WHAT THE EXERCISE ASKS:
Your answer should consist of the lines below that hold the word "loading".

(Stored data)
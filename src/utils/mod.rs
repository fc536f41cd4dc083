pub mod lookup;
pub mod tags;
pub mod yaml;

pub use lookup::value_at;
pub use yaml::{kind_name, read_yaml_file, read_yaml_file_as, read_yaml_mapping};
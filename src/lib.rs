//! YAML configuration loading for the books recommender.
//!
//! [`utils::read_yaml_file`] is the entry point; every failure comes back as
//! an [`error::AppError`] wrapping the original cause.

pub mod error;
pub mod utils;

pub use error::{AppError, LoadCause};
pub use utils::read_yaml_file;
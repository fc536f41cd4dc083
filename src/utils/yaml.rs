use std::fs;
use std::io;
use std::panic::Location;
use std::path::Path;

use serde::de::DeserializeOwned;
use serde_yaml::{Mapping, Value};

use super::tags::{ForeignTag, find_foreign_tag};
use crate::error::{AppError, LoadCause};

/// Read a YAML file and return its decoded root value.
///
/// The file is read as raw bytes and the handle is closed before decoding.
/// Decoding is restricted to plain scalars, sequences and mappings: a node
/// carrying an explicit tag outside the core schema (`!!python/object:...`,
/// `!!binary`, `!Custom`, ...) is rejected with [`LoadCause::UnsafeTag`].
/// Merge keys (`<<: *anchor`) are applied.
///
/// Any failure is returned as an [`AppError`] that records the caller's
/// source location and keeps the underlying error as its cause.
#[track_caller]
pub fn read_yaml_file(path: impl AsRef<Path>) -> Result<Value, AppError> {
    load(path.as_ref(), Location::caller())
}

/// Like [`read_yaml_file`], then deserializes the value into `T`.
/// A shape mismatch is reported as [`LoadCause::Parse`].
#[track_caller]
pub fn read_yaml_file_as<T: DeserializeOwned>(path: impl AsRef<Path>) -> Result<T, AppError> {
    let path = path.as_ref();
    let location = Location::caller();
    let value = load(path, location)?;
    serde_yaml::from_value(value).map_err(|e| fail(path, location, e))
}

/// Like [`read_yaml_file`], but the document root must be a mapping.
#[track_caller]
pub fn read_yaml_mapping(path: impl AsRef<Path>) -> Result<Mapping, AppError> {
    let path = path.as_ref();
    let location = Location::caller();
    match load(path, location)? {
        Value::Mapping(map) => Ok(map),
        other => Err(fail(
            path,
            location,
            LoadCause::NotAMapping {
                found: kind_name(&other),
            },
        )),
    }
}

/// Human-readable name of a value's node kind.
pub fn kind_name(value: &Value) -> &'static str {
    match value {
        Value::Null => "null",
        Value::Bool(_) => "boolean",
        Value::Number(_) => "number",
        Value::String(_) => "string",
        Value::Sequence(_) => "sequence",
        Value::Mapping(_) => "mapping",
        Value::Tagged(_) => "tagged value",
    }
}

fn load(path: &Path, location: &'static Location<'static>) -> Result<Value, AppError> {
    log::debug!("loading YAML file {}", path.display());

    let value = fs::read(path)
        .map_err(LoadCause::from)
        .and_then(|bytes| decode(&bytes))
        .map_err(|cause| fail(path, location, cause))?;

    log::debug!("loaded YAML file {} ({})", path.display(), kind_name(&value));
    Ok(value)
}

fn fail(
    path: &Path,
    location: &'static Location<'static>,
    cause: impl Into<LoadCause>,
) -> AppError {
    let err = AppError::new(path, location, cause);
    log::debug!("{err}");
    err
}

fn decode(bytes: &[u8]) -> Result<Value, LoadCause> {
    // An empty document is a null root, not an error.
    if bytes.iter().all(u8::is_ascii_whitespace) {
        return Ok(Value::Null);
    }
    let source = std::str::from_utf8(bytes)
        .map_err(|e| io::Error::new(io::ErrorKind::InvalidData, e))?;

    let mut value: Value = serde_yaml::from_str(source)?;
    if let Some(ForeignTag { tag, at }) = find_foreign_tag(source)? {
        return Err(LoadCause::UnsafeTag { tag, at });
    }
    value.apply_merge()?;
    Ok(value)
}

RESULT FOR THIS TASK:
//! YAML configuration loading for the books recommender.
    log::debug!("loading YAML file {}", path.display());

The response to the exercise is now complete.